The FCA imposes severe damages and penalties, usually far in excess of the actual damage incurred by the government.  On top of the government's actual damages, the FCA provides for a civil penalty of between $5,500 and $11,000 for each false claim, and three times the government's actual damages, plus costs and attorneys' fees.  In extreme cases, debarment (disqualification as a government contractor) may be imposed, but more likely threatened to leverage a settlement.

In addition to the federal government, private individuals called "whistleblowers" or "qui tam relators," may bring suit on behalf of the government.  In FY 2012, 647 whistleblower suits were filed and $3.3 billion of the total recoveries resulted from these qui tam suits.  Whistleblowers, who can keep up to 30% of the government's total recovery, often are employees of the defendant.  Not only do employee whistleblowers have tremendous financial incentive to report suspected fraud, the FCA also prohibits retaliation against whistleblowers, and an employer must be careful how it responds to an employee whistleblower situation.  Liability for retaliation against an employee whistleblower can include reinstatement, twice the amount of lost wages plus interest, compensation for special damages and attorney's fees.
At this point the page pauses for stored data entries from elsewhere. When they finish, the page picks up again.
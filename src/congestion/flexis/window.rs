//! 观测窗口 - 按发送时间排列的中位RTT数据点
//! Observation Window - median RTT points ordered by send time
//!
//! 职责：
//! - 按时间顺序追加观测点
//! - 为新观测点生成与旧观测点之间的斜率
//! - 先进先出淘汰，并通过扇出引用删除对应斜率

use super::slopes::{SlopeBatch, SlopeHandle, SlopeStore, slope_between};
use crate::error::{Error, Result};
use std::collections::VecDeque;
use tracing::trace;

const MAX_POINTS: usize = u32::MAX as usize;

/// A handle to a point of an [`ObservationWindow`].
#[derive(Debug, Clone, Copy, PartialEq, Eq, Hash)]
pub struct PointId(u64);

/// One window entry: the median RTT of the packets sent in one millisecond.
///
/// The fanout holds the slopes this point generated as the older end of a
/// pair, so they can be removed when the point is evicted.
/// 一个窗口条目：同一毫秒内发送的数据包的中位RTT。
#[derive(Debug)]
pub struct ObservationPoint {
    id: PointId,
    send_time_ms: u64,
    rtt_us: u32,
    fanout: Vec<SlopeHandle>,
}

impl ObservationPoint {
    pub fn send_time_ms(&self) -> u64 {
        self.send_time_ms
    }

    pub fn rtt_us(&self) -> u32 {
        self.rtt_us
    }

    /// The number of live slopes this point is the older end of.
    pub fn fanout_len(&self) -> usize {
        self.fanout.len()
    }
}

/// The time-ordered window of observation points.
///
/// 按时间排序的观测窗口。
#[derive(Debug, Default)]
pub struct ObservationWindow {
    points: VecDeque<ObservationPoint>,
    next_id: u64,
}

impl ObservationWindow {
    pub fn new() -> Self {
        Self::default()
    }

    pub fn len(&self) -> usize {
        self.points.len()
    }

    pub fn is_empty(&self) -> bool {
        self.points.is_empty()
    }

    pub fn iter(&self) -> impl Iterator<Item = &ObservationPoint> {
        self.points.iter()
    }

    pub fn oldest(&self) -> Option<&ObservationPoint> {
        self.points.front()
    }

    /// Appends a point. Send times must be strictly increasing.
    ///
    /// 追加一个观测点，发送时间必须严格递增。
    pub fn enqueue(&mut self, send_time_ms: u64, rtt_us: u32) -> Result<PointId> {
        debug_assert!(
            self.points
                .back()
                .is_none_or(|newest| newest.send_time_ms < send_time_ms),
            "observation points must be strictly increasing in send time"
        );
        if self.points.len() >= MAX_POINTS {
            return Err(Error::AllocationFailure);
        }
        self.points
            .try_reserve(1)
            .map_err(|_| Error::AllocationFailure)?;

        let id = PointId(self.next_id);
        self.next_id += 1;
        self.points.push_back(ObservationPoint {
            id,
            send_time_ms,
            rtt_us,
            fanout: Vec::new(),
        });
        Ok(id)
    }

    /// Computes the slopes between `id` and every older point, merges them
    /// into `store` and records each one in its older point's fanout.
    ///
    /// Returns the number of slopes generated. A point without any older
    /// point yields [`Error::EmptyCollection`]. Nothing is recorded on failure.
    ///
    /// 计算 `id` 与所有更早观测点之间的斜率，合并进 `store`，并记录到较早观测点的扇出中。
    pub fn generate_slopes(&mut self, id: PointId, store: &mut SlopeStore) -> Result<usize> {
        let index = self.index_of(id)?;
        let newest = &self.points[index];
        let newest = (newest.send_time_ms, newest.rtt_us);

        let mut batch = SlopeBatch::new();
        for (owner, point) in self.points.iter_mut().take(index).enumerate() {
            if let Some(slope) = slope_between((point.send_time_ms, point.rtt_us), newest) {
                point
                    .fanout
                    .try_reserve(1)
                    .map_err(|_| Error::AllocationFailure)?;
                batch.insert(slope, owner)?;
            }
        }
        if batch.is_empty() {
            return Err(Error::EmptyCollection);
        }

        let generated = batch.len();
        for (owner, handle) in store.merge(batch)? {
            self.points[owner].fanout.push(handle);
        }
        trace!(
            send_time_ms = newest.0,
            generated,
            total = store.len(),
            "Slopes generated"
        );
        Ok(generated)
    }

    /// Evicts the oldest point together with every slope in its fanout.
    /// Returns the number of slopes removed.
    ///
    /// 淘汰最早的观测点及其扇出中的所有斜率。
    pub fn dequeue_oldest(&mut self, store: &mut SlopeStore) -> Result<usize> {
        let oldest = self.points.pop_front().ok_or(Error::EmptyCollection)?;
        let mut removed = 0;
        for handle in oldest.fanout {
            if store.remove(handle).is_ok() {
                removed += 1;
            }
        }
        Ok(removed)
    }

    /// `newest - oldest + 1` in milliseconds, or 0 when empty.
    pub fn duration(&self) -> u64 {
        match (self.points.front(), self.points.back()) {
            (Some(oldest), Some(newest)) => newest.send_time_ms - oldest.send_time_ms + 1,
            _ => 0,
        }
    }

    /// Drops every point. The caller clears the slope store alongside.
    pub fn clear(&mut self) {
        self.points.clear();
    }

    fn index_of(&self, id: PointId) -> Result<usize> {
        let oldest = self.points.front().ok_or(Error::EmptyCollection)?;
        let index = id
            .0
            .checked_sub(oldest.id.0)
            .and_then(|offset| usize::try_from(offset).ok())
            .filter(|&index| index < self.points.len())
            .ok_or(Error::NullReference)?;
        debug_assert_eq!(self.points[index].id, id);
        Ok(index)
    }
}

#[cfg(test)]
mod tests {
    use super::*;

    /// Builds a window with slopes from `(send_time_ms, rtt_us)` points.
    fn build(points: &[(u64, u32)]) -> (ObservationWindow, SlopeStore) {
        let mut window = ObservationWindow::new();
        let mut store = SlopeStore::new();
        for &(send_time_ms, rtt_us) in points {
            let id = window.enqueue(send_time_ms, rtt_us).unwrap();
            let _ = window.generate_slopes(id, &mut store);
        }
        (window, store)
    }

    #[test]
    fn test_duration() {
        let mut window = ObservationWindow::new();
        assert_eq!(window.duration(), 0);
        window.enqueue(10, 100).unwrap();
        assert_eq!(window.duration(), 1);
        window.enqueue(14, 100).unwrap();
        assert_eq!(window.duration(), 5);
    }

    #[test]
    fn test_first_point_generates_nothing() {
        let mut window = ObservationWindow::new();
        let mut store = SlopeStore::new();
        let id = window.enqueue(0, 100).unwrap();
        assert_eq!(window.generate_slopes(id, &mut store), Err(Error::EmptyCollection));
        assert!(store.is_empty());
    }

    #[test]
    fn test_pairwise_slopes_and_fanout() {
        let (window, store) = build(&[(0, 1000), (1, 1100), (2, 1300), (4, 1300)]);

        // n points produce n(n-1)/2 slopes.
        assert_eq!(store.len(), 6);
        let slopes: Vec<i32> = store.iter().collect();
        assert!(slopes.windows(2).all(|pair| pair[0] <= pair[1]));
        // 0->1: 100, 0->2: 150, 0->4: 75, 1->2: 200, 1->4: 66, 2->4: 0
        assert_eq!(slopes, vec![0, 66, 75, 100, 150, 200]);

        // Fanout is owned by the older end of each pair.
        let fanouts: Vec<usize> = window.iter().map(|point| point.fanout_len()).collect();
        assert_eq!(fanouts, vec![3, 2, 1, 0]);
    }

    #[test]
    fn test_eviction_removes_exactly_the_fanout() {
        let (mut window, mut store) = build(&[(0, 1000), (1, 1100), (2, 1300), (4, 1300)]);

        let before = store.len();
        let fanout = window.oldest().unwrap().fanout_len();
        assert_eq!(window.dequeue_oldest(&mut store).unwrap(), fanout);
        assert_eq!(store.len(), before - fanout);
        // Only slopes between the remaining points are left: 1->2, 1->4, 2->4.
        assert_eq!(store.iter().collect::<Vec<_>>(), vec![0, 66, 200]);
        assert_eq!(window.duration(), 4);
    }

    #[test]
    fn test_eviction_of_empty_window() {
        let mut window = ObservationWindow::new();
        let mut store = SlopeStore::new();
        assert_eq!(window.dequeue_oldest(&mut store), Err(Error::EmptyCollection));
    }

    #[test]
    fn test_evicted_point_handle_is_rejected() {
        let mut window = ObservationWindow::new();
        let mut store = SlopeStore::new();
        let first = window.enqueue(0, 100).unwrap();
        window.enqueue(1, 200).unwrap();
        window.dequeue_oldest(&mut store).unwrap();
        assert_eq!(window.generate_slopes(first, &mut store), Err(Error::NullReference));
    }

    #[test]
    fn test_draining_window_empties_store() {
        let points: Vec<(u64, u32)> = (0..20).map(|ms| (ms, 1000 + (ms as u32 * 37) % 500)).collect();
        let (mut window, mut store) = build(&points);
        assert_eq!(store.len(), 20 * 19 / 2);

        while !window.is_empty() {
            let expected = store.len() - window.oldest().unwrap().fanout_len();
            window.dequeue_oldest(&mut store).unwrap();
            assert_eq!(store.len(), expected);
            let slopes: Vec<i32> = store.iter().collect();
            assert!(slopes.windows(2).all(|pair| pair[0] <= pair[1]));
        }
        assert!(store.is_empty());
    }
}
More Aggressive Enforcement Expected
With the current debate over healthcare reform, cuts in government spending programs and deficit reduction, coupled with record recoveries in FY 2012, expect even more aggressive enforcement of the FCA in FY 2013.  Likewise, increased visibility of the FCA is likely to encourage more private individuals to blow the whistle on suspected fraud by employers and service providers.
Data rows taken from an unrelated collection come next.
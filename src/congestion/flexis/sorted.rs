//! 有序链表 - 基于slab的稳定句柄
//! Sorted list backed by a slab, with stable handles
//!
//! 职责：
//! - 按比较器保持升序
//! - 通过句柄进行 O(1) 删除
//! - 以单个游标线性合并有序批次
//! - 按秩求中位数

use crate::error::{Error, Result};
use slab::Slab;
use std::cmp::Ordering;
use std::fmt;

/// The largest number of entries a list accepts before reporting exhaustion.
const MAX_ENTRIES: usize = u32::MAX as usize;

/// A stable reference to an entry of a [`SortedList`].
///
/// A handle stays valid until its entry is removed or the list is cleared.
/// 有序链表条目的稳定引用。
#[derive(Debug, Clone, Copy, PartialEq, Eq, Hash)]
pub struct Handle(usize);

/// Values that have a median of two.
pub trait Midpoint: Copy {
    /// The truncated mean of `a` and `b`.
    fn midpoint(a: Self, b: Self) -> Self;
}

impl Midpoint for u32 {
    fn midpoint(a: Self, b: Self) -> Self {
        ((u64::from(a) + u64::from(b)) / 2) as u32
    }
}

impl Midpoint for i32 {
    fn midpoint(a: Self, b: Self) -> Self {
        ((i64::from(a) + i64::from(b)) / 2) as i32
    }
}

#[derive(Debug)]
struct Node<T> {
    value: T,
    prev: Option<usize>,
    next: Option<usize>,
}

/// The comparator used by [`SortedList::new`].
pub type OrdComparator<T> = fn(&T, &T) -> Ordering;

/// An ascending list ordered by a comparator.
///
/// Equal values keep their insertion order.
/// 按比较器升序排列的链表，相等的值保持插入顺序。
pub struct SortedList<T, C = OrdComparator<T>> {
    nodes: Slab<Node<T>>,
    head: Option<usize>,
    tail: Option<usize>,
    max_entries: usize,
    cmp: C,
}

impl<T: Ord> SortedList<T, OrdComparator<T>> {
    pub fn new() -> Self {
        Self::with_comparator(T::cmp)
    }
}

impl<T: Ord> Default for SortedList<T, OrdComparator<T>> {
    fn default() -> Self {
        Self::new()
    }
}

impl<T, C> SortedList<T, C>
where
    C: Fn(&T, &T) -> Ordering,
{
    pub fn with_comparator(cmp: C) -> Self {
        Self {
            nodes: Slab::new(),
            head: None,
            tail: None,
            max_entries: MAX_ENTRIES,
            cmp,
        }
    }

    #[cfg(test)]
    fn with_max_entries(mut self, max_entries: usize) -> Self {
        self.max_entries = max_entries;
        self
    }

    pub fn len(&self) -> usize {
        self.nodes.len()
    }

    pub fn is_empty(&self) -> bool {
        self.nodes.is_empty()
    }

    /// Returns the value behind `handle`, if it is still live.
    pub fn get(&self, handle: Handle) -> Option<&T> {
        self.nodes.get(handle.0).map(|node| &node.value)
    }

    /// Iterates the values in ascending order.
    pub fn iter(&self) -> Iter<'_, T> {
        Iter {
            nodes: &self.nodes,
            cursor: self.head,
        }
    }

    /// Inserts `value` after every entry not greater than it.
    ///
    /// 插入 `value`，位于所有不大于它的条目之后。
    pub fn insert(&mut self, value: T) -> Result<Handle> {
        let mut cursor = self.head;
        while let Some(key) = cursor {
            if (self.cmp)(&value, &self.nodes[key].value) == Ordering::Less {
                break;
            }
            cursor = self.nodes[key].next;
        }
        self.link_before(cursor, value).map(Handle)
    }

    /// Merges an ascending sequence into the list.
    ///
    /// The walk keeps one cursor into the list that only ever moves forward,
    /// so the whole merge costs `O(len + batch)`. Handles are returned in
    /// batch order. If storage runs out midway, the entries merged so far
    /// are rolled back.
    ///
    /// 将升序序列合并进链表。游标只向前移动，总代价为 `O(len + batch)`。
    pub fn merge_sorted<I>(&mut self, batch: I) -> Result<Vec<Handle>>
    where
        I: IntoIterator<Item = T>,
    {
        let batch = batch.into_iter();
        let mut handles = Vec::new();
        handles
            .try_reserve(batch.size_hint().0)
            .map_err(|_| Error::AllocationFailure)?;

        let mut cursor = self.head;
        for value in batch {
            while let Some(key) = cursor {
                if (self.cmp)(&value, &self.nodes[key].value) == Ordering::Less {
                    break;
                }
                cursor = self.nodes[key].next;
            }
            // Room for the handle first, so every linked entry is tracked.
            let linked = handles
                .try_reserve(1)
                .map_err(|_| Error::AllocationFailure)
                .and_then(|()| self.link_before(cursor, value));
            match linked {
                Ok(key) => handles.push(Handle(key)),
                Err(err) => {
                    for handle in handles {
                        let _ = self.remove(handle);
                    }
                    return Err(err);
                }
            }
        }
        Ok(handles)
    }

    /// Removes the entry behind `handle` in `O(1)`.
    ///
    /// 以 `O(1)` 删除句柄指向的条目。
    pub fn remove(&mut self, handle: Handle) -> Result<T> {
        if self.nodes.is_empty() {
            return Err(Error::EmptyCollection);
        }
        let node = self.nodes.try_remove(handle.0).ok_or(Error::NullReference)?;
        match node.prev {
            Some(prev) => self.nodes[prev].next = node.next,
            None => self.head = node.next,
        }
        match node.next {
            Some(next) => self.nodes[next].prev = node.prev,
            None => self.tail = node.prev,
        }
        Ok(node.value)
    }

    pub fn clear(&mut self) {
        self.nodes.clear();
        self.head = None;
        self.tail = None;
    }

    /// Links `value` in front of `before`, or at the tail when `before` is `None`.
    fn link_before(&mut self, before: Option<usize>, value: T) -> Result<usize> {
        if self.nodes.len() >= self.max_entries {
            return Err(Error::AllocationFailure);
        }
        let prev = match before {
            Some(next) => self.nodes[next].prev,
            None => self.tail,
        };
        let key = self.nodes.insert(Node {
            value,
            prev,
            next: before,
        });
        match prev {
            Some(prev) => self.nodes[prev].next = Some(key),
            None => self.head = Some(key),
        }
        match before {
            Some(next) => self.nodes[next].prev = Some(key),
            None => self.tail = Some(key),
        }
        Ok(key)
    }
}

impl<T, C> SortedList<T, C>
where
    T: Midpoint,
    C: Fn(&T, &T) -> Ordering,
{
    /// Returns the median of the entries ranked `start..=end` (1-indexed).
    ///
    /// An odd-sized range yields its middle entry, an even-sized one the
    /// truncated mean of its two middle entries.
    ///
    /// 返回秩 `start..=end`（从1开始）之间条目的中位数。
    pub fn median(&self, start: usize, end: usize) -> Result<T> {
        if self.is_empty() {
            return Err(Error::EmptyCollection);
        }
        if start < 1 || end > self.len() || start > end {
            return Err(Error::OutOfRange {
                start,
                end,
                len: self.len(),
            });
        }

        let mid = (start + end) / 2;
        let mut values = self.iter().skip(mid - 1);
        let lower = *values.next().ok_or(Error::EmptyCollection)?;
        if (start + end) % 2 == 0 {
            return Ok(lower);
        }
        let upper = *values.next().ok_or(Error::EmptyCollection)?;
        Ok(T::midpoint(lower, upper))
    }
}

impl<T: fmt::Debug, C> fmt::Debug for SortedList<T, C>
where
    C: Fn(&T, &T) -> Ordering,
{
    fn fmt(&self, f: &mut fmt::Formatter<'_>) -> fmt::Result {
        f.debug_list().entries(self.iter()).finish()
    }
}

/// Ascending iterator over a [`SortedList`].
pub struct Iter<'a, T> {
    nodes: &'a Slab<Node<T>>,
    cursor: Option<usize>,
}

impl<'a, T> Iterator for Iter<'a, T> {
    type Item = &'a T;

    fn next(&mut self) -> Option<Self::Item> {
        let node = self.nodes.get(self.cursor?)?;
        self.cursor = node.next;
        Some(&node.value)
    }
}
What Can be Done to Minimize Risk? 
Companies should review operations to ensure compliance with all billing and certification requirements and all grant or contract terms and conditions.  Employees should be appropriately trained and billing procedures should be updated.  Internal and external audit and control procedures should be in place, routinely updated and utilized.  And, because a majority of employee whistleblowers first raise their concerns internally, employers should implement a code of conduct as well as policies and procedures to encourage internal reporting of compliance concerns.